REQUIRED WORK: Search the listing below for the string "sites", then copy every line it appears in.

Segment Start: DATA PROVIDED

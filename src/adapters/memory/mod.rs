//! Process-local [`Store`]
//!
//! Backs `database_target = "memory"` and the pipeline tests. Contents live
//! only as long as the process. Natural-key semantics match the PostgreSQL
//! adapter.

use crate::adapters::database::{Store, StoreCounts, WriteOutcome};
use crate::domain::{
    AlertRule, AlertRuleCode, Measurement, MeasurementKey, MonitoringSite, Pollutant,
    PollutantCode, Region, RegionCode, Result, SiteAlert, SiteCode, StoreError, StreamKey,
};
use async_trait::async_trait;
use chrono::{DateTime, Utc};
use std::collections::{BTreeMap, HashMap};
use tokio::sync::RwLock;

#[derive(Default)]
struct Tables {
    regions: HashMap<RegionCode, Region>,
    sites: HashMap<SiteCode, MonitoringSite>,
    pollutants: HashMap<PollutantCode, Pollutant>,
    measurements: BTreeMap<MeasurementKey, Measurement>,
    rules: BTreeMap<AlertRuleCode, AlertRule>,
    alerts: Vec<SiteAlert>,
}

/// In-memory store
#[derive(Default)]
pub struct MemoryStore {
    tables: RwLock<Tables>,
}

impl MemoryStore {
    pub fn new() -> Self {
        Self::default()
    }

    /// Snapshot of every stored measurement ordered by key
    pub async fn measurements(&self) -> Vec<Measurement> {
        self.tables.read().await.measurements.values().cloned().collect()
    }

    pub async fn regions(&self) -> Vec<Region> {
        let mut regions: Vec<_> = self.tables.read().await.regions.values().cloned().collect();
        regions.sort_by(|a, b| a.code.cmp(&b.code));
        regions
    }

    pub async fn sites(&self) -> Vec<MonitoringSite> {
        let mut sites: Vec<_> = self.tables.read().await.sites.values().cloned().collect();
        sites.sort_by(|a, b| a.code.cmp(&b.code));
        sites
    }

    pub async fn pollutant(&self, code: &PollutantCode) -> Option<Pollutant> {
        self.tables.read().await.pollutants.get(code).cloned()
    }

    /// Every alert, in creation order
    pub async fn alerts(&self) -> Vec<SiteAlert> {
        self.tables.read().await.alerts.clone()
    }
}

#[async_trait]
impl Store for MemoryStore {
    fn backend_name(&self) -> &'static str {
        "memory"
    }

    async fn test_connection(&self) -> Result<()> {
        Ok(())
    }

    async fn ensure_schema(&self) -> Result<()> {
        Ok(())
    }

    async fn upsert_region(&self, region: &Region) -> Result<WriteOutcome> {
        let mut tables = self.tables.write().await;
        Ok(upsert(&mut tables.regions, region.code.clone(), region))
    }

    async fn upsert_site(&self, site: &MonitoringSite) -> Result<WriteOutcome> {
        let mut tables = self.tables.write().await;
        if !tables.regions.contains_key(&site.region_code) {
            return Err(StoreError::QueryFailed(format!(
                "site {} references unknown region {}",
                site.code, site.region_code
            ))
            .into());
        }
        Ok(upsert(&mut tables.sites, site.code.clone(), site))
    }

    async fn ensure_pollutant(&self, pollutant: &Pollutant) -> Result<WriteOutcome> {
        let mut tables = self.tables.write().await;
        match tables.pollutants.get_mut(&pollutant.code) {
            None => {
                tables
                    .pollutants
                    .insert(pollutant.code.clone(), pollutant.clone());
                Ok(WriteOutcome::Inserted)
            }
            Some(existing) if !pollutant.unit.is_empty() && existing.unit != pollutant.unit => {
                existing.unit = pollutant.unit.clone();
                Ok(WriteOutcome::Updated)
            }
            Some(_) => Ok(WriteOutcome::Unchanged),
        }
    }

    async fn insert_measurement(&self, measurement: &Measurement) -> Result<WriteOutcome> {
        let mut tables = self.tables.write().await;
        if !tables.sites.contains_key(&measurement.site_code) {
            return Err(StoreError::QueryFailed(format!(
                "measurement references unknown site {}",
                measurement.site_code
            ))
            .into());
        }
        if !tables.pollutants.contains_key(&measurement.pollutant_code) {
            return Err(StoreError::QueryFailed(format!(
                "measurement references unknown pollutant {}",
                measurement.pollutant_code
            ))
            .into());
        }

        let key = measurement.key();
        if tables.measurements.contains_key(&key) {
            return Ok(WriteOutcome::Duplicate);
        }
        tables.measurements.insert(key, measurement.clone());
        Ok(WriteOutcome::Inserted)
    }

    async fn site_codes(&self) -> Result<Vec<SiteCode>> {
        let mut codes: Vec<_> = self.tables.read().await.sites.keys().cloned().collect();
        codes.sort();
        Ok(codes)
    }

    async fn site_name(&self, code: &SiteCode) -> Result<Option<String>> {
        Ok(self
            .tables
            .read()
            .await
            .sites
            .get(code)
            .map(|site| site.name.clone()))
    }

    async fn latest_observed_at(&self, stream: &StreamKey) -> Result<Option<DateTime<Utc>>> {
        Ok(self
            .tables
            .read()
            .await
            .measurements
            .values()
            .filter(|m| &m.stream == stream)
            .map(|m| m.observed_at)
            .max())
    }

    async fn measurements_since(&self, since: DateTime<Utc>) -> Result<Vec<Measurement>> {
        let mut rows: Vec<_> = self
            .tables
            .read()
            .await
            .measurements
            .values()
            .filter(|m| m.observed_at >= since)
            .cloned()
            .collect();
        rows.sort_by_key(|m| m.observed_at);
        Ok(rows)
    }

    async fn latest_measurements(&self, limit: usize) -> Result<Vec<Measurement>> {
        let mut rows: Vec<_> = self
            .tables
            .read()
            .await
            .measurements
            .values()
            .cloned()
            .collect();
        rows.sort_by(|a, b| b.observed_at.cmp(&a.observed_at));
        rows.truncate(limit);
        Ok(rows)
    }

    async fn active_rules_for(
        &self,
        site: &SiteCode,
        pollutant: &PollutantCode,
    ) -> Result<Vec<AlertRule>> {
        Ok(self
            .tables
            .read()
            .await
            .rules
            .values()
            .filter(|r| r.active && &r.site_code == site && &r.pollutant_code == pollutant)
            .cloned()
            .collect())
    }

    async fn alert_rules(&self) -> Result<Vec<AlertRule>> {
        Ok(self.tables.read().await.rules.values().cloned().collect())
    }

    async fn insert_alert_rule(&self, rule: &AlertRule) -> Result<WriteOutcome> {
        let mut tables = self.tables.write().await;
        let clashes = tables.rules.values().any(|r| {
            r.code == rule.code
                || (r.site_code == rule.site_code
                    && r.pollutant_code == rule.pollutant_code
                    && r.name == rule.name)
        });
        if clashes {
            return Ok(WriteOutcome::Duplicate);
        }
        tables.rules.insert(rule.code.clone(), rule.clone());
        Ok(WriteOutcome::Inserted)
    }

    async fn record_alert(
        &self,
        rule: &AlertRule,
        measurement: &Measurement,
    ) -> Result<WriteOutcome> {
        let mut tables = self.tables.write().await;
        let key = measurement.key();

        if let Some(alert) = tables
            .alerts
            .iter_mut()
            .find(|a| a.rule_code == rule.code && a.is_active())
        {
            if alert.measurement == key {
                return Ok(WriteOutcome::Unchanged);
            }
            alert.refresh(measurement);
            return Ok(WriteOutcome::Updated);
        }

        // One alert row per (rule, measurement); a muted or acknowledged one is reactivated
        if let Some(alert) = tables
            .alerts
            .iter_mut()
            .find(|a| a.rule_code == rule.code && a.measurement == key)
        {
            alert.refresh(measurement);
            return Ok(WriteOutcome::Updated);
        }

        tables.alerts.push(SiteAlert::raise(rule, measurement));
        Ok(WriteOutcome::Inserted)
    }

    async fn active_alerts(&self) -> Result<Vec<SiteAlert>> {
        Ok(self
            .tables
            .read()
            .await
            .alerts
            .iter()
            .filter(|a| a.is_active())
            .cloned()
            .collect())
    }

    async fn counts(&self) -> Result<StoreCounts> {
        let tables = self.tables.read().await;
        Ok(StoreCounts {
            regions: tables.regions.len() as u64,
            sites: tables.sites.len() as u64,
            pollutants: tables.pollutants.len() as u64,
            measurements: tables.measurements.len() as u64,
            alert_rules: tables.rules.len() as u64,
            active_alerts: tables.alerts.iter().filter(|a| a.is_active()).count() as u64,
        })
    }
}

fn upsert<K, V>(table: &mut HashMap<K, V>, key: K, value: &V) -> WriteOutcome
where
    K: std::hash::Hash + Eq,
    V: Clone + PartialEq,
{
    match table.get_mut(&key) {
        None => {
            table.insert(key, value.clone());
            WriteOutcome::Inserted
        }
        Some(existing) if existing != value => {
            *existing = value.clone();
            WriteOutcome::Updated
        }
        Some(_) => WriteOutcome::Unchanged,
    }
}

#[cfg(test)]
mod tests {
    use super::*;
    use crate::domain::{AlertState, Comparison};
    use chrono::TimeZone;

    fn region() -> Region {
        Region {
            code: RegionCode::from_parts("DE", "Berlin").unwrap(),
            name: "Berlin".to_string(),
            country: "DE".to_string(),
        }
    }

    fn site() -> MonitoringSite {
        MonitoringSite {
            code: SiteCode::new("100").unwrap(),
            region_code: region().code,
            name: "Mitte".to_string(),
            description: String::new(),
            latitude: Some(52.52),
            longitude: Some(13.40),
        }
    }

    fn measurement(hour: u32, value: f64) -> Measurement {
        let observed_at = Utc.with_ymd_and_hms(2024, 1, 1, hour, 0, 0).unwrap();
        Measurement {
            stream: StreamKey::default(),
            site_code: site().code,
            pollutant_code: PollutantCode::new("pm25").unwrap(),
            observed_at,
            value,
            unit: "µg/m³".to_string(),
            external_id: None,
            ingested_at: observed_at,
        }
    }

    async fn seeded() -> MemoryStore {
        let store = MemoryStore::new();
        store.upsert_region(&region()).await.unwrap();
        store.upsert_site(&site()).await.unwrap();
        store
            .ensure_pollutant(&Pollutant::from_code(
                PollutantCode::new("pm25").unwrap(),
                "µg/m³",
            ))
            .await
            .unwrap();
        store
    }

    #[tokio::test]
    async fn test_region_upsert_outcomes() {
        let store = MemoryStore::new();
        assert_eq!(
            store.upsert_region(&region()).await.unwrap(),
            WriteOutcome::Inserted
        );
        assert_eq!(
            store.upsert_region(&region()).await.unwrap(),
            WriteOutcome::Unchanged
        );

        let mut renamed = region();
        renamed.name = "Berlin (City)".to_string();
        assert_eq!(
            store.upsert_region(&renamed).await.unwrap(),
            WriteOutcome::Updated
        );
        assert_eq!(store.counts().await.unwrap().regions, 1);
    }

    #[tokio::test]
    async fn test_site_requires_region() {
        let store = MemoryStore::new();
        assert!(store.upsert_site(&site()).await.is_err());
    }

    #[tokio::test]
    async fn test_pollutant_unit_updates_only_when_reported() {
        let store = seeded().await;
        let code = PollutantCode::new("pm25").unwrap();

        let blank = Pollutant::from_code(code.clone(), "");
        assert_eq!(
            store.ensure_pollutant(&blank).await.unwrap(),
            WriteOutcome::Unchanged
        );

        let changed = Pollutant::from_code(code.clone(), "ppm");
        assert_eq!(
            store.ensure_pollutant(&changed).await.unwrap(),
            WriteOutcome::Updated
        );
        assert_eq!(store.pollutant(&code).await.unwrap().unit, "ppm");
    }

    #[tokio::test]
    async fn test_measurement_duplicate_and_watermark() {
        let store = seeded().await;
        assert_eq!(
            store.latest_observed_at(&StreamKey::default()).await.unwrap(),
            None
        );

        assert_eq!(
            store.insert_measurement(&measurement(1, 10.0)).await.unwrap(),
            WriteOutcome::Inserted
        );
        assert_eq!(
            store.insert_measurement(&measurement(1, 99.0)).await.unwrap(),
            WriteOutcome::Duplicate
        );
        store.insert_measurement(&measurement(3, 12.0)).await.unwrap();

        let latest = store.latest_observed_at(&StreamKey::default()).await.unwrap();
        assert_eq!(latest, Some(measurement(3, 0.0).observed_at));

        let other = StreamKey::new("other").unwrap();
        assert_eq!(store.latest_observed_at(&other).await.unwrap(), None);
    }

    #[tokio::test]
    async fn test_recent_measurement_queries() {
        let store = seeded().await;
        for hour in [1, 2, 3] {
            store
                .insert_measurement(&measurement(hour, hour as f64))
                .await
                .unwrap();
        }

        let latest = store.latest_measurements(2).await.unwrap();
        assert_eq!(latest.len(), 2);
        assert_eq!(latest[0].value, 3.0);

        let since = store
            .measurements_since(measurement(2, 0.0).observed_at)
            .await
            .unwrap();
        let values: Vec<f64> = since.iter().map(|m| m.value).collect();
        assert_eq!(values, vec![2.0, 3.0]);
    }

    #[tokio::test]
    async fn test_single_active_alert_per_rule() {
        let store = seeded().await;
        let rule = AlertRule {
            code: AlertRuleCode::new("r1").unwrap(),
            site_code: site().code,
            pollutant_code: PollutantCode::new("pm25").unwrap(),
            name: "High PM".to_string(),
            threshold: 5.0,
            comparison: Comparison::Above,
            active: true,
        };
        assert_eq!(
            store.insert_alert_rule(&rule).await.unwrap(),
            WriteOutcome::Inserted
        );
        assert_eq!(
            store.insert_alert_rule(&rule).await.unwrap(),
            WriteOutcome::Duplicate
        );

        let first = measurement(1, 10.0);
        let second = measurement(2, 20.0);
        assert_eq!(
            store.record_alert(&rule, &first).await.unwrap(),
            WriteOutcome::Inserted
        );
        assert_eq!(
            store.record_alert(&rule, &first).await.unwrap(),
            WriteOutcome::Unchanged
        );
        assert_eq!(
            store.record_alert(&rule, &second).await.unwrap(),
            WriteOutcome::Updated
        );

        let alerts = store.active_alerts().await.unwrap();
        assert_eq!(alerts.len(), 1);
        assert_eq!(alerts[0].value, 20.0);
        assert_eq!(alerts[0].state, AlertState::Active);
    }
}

Segment End: DATA PROVIDED

EXERCISE RESULT:
    sites: HashMap<SiteCode, MonitoringSite>,
    pub async fn sites(&self) -> Vec<MonitoringSite> {
        let mut sites: Vec<_> = self.tables.read().await.sites.values().cloned().collect();
        sites.sort_by(|a, b| a.code.cmp(&b.code));
        sites
        Ok(upsert(&mut tables.sites, site.code.clone(), site))
        if !tables.sites.contains_key(&measurement.site_code) {
        let mut codes: Vec<_> = self.tables.read().await.sites.keys().cloned().collect();
            .sites
            sites: tables.sites.len() as u64,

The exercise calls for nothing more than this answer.